== Given records ==

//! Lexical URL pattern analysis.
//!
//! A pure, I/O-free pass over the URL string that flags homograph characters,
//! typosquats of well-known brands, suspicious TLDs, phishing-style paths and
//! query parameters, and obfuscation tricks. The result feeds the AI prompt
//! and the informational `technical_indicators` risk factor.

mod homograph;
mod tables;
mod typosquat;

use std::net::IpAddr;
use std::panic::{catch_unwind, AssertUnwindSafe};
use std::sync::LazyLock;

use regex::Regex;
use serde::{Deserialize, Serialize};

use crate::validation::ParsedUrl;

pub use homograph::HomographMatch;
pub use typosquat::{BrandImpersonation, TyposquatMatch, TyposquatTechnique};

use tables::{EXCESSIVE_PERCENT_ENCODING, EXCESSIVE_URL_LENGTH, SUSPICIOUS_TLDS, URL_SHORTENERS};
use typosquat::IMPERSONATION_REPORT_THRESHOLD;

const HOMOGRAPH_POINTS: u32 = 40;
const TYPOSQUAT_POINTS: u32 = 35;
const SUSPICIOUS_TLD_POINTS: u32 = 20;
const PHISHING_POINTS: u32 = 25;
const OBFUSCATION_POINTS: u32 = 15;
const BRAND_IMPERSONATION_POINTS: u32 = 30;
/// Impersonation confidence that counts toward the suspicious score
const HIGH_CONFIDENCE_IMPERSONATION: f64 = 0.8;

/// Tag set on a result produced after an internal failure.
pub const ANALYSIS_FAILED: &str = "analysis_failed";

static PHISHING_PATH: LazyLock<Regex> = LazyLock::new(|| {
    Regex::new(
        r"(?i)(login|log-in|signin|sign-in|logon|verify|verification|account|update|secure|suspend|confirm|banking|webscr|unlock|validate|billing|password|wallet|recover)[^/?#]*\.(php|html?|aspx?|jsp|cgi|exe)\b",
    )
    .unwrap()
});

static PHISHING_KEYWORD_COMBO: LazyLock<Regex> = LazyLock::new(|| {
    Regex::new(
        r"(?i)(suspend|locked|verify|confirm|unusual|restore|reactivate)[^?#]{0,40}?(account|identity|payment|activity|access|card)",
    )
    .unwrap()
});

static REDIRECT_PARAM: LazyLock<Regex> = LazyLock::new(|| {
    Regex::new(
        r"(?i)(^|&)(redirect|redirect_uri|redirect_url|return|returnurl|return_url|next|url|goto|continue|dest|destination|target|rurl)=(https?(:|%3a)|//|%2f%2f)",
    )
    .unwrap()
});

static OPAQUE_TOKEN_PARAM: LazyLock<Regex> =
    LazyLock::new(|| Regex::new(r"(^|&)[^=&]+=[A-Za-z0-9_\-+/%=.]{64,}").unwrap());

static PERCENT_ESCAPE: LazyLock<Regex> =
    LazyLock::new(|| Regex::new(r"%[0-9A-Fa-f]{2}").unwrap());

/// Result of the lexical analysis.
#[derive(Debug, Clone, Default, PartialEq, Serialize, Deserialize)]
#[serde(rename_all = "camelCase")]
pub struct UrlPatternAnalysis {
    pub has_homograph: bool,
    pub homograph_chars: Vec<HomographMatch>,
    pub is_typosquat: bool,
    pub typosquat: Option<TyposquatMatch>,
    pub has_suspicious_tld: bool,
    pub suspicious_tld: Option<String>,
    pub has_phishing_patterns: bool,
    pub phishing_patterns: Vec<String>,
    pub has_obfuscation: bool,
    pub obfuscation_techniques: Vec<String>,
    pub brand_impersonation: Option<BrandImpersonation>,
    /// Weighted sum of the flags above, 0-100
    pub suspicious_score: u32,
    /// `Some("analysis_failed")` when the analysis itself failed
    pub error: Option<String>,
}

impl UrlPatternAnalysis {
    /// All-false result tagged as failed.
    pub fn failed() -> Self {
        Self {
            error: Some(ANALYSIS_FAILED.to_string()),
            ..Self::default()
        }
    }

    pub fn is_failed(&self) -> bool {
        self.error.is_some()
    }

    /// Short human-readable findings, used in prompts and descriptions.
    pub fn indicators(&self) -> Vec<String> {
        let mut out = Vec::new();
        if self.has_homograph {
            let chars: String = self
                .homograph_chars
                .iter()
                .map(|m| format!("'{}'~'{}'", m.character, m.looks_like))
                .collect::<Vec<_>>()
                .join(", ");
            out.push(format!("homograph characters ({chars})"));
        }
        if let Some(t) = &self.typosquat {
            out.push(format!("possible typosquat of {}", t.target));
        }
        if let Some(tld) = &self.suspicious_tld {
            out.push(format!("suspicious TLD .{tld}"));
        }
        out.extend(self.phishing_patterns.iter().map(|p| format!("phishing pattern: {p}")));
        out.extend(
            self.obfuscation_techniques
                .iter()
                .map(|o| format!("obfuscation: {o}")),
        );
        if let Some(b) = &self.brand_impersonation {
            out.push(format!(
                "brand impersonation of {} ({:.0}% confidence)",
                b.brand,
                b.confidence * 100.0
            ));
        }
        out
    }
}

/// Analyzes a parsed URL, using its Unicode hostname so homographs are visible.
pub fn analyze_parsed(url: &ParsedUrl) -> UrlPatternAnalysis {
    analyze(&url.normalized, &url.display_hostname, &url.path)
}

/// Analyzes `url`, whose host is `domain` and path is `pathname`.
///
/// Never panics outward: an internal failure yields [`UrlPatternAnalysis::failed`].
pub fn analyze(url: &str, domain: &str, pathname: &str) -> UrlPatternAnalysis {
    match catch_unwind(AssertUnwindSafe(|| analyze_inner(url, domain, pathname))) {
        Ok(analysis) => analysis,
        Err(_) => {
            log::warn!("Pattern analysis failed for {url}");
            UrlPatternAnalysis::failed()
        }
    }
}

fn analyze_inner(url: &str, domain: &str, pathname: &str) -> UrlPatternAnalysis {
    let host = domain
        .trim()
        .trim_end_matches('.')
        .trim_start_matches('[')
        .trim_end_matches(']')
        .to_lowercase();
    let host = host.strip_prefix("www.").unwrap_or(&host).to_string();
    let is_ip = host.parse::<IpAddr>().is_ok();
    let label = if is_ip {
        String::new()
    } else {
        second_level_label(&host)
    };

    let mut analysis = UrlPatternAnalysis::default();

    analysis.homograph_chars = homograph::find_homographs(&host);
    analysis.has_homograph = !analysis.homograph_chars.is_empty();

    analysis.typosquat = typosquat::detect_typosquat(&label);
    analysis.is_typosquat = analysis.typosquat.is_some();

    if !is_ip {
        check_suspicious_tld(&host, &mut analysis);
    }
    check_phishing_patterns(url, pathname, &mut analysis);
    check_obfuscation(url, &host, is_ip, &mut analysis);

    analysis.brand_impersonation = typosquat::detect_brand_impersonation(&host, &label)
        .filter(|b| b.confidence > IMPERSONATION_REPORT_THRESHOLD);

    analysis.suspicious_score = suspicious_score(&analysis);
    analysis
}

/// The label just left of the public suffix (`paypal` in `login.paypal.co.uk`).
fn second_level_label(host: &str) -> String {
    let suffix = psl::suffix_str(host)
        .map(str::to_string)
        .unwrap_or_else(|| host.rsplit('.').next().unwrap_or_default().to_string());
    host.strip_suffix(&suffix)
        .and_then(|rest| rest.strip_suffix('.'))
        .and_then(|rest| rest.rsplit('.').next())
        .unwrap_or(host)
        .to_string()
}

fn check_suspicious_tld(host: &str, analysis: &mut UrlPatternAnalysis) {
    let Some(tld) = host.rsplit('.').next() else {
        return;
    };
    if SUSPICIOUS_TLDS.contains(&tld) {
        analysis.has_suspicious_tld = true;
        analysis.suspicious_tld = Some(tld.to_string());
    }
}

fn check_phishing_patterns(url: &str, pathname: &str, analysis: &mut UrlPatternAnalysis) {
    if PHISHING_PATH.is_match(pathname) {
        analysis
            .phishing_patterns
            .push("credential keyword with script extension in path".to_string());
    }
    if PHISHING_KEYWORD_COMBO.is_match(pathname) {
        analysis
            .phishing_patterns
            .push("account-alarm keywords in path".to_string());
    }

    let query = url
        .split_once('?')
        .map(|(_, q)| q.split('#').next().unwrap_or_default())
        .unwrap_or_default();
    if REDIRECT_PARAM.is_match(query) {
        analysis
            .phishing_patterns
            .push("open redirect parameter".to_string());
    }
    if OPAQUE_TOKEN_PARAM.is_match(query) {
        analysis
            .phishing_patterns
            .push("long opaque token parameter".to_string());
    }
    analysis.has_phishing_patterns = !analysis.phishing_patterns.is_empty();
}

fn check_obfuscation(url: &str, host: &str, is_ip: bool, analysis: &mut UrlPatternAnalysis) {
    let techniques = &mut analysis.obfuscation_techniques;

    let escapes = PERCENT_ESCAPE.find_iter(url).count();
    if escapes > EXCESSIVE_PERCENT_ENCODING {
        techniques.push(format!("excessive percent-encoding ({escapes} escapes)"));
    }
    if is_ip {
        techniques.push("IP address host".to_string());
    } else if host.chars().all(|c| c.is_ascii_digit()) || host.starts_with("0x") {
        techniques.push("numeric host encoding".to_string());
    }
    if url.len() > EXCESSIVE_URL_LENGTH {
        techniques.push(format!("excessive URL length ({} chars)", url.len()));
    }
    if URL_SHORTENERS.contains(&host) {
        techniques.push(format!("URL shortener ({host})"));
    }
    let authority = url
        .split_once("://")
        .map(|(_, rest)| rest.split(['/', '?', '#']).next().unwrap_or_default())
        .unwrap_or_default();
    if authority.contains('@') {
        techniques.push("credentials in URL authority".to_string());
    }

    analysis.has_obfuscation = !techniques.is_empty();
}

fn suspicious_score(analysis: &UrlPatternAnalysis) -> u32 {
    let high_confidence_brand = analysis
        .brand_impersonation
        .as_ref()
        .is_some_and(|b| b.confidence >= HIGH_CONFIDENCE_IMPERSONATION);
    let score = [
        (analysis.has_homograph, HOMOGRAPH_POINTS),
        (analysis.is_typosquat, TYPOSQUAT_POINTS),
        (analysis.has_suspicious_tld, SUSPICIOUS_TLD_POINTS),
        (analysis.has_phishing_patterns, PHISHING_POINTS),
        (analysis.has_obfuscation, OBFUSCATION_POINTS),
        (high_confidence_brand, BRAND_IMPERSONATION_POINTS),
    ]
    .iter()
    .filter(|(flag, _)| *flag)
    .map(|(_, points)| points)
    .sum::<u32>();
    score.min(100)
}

===

Exercise instructions → Copy out every line of the material above that contains the string "account".

Answer space →
        r"(?i)(login|log-in|signin|sign-in|logon|verify|verification|account|update|secure|suspend|confirm|banking|webscr|unlock|validate|billing|password|wallet|recover)[^/?#]*\.(php|html?|aspx?|jsp|cgi|exe)\b",
        r"(?i)(suspend|locked|verify|confirm|unusual|restore|reactivate)[^?#]{0,40}?(account|identity|payment|activity|access|card)",
            .push("account-alarm keywords in path".to_string());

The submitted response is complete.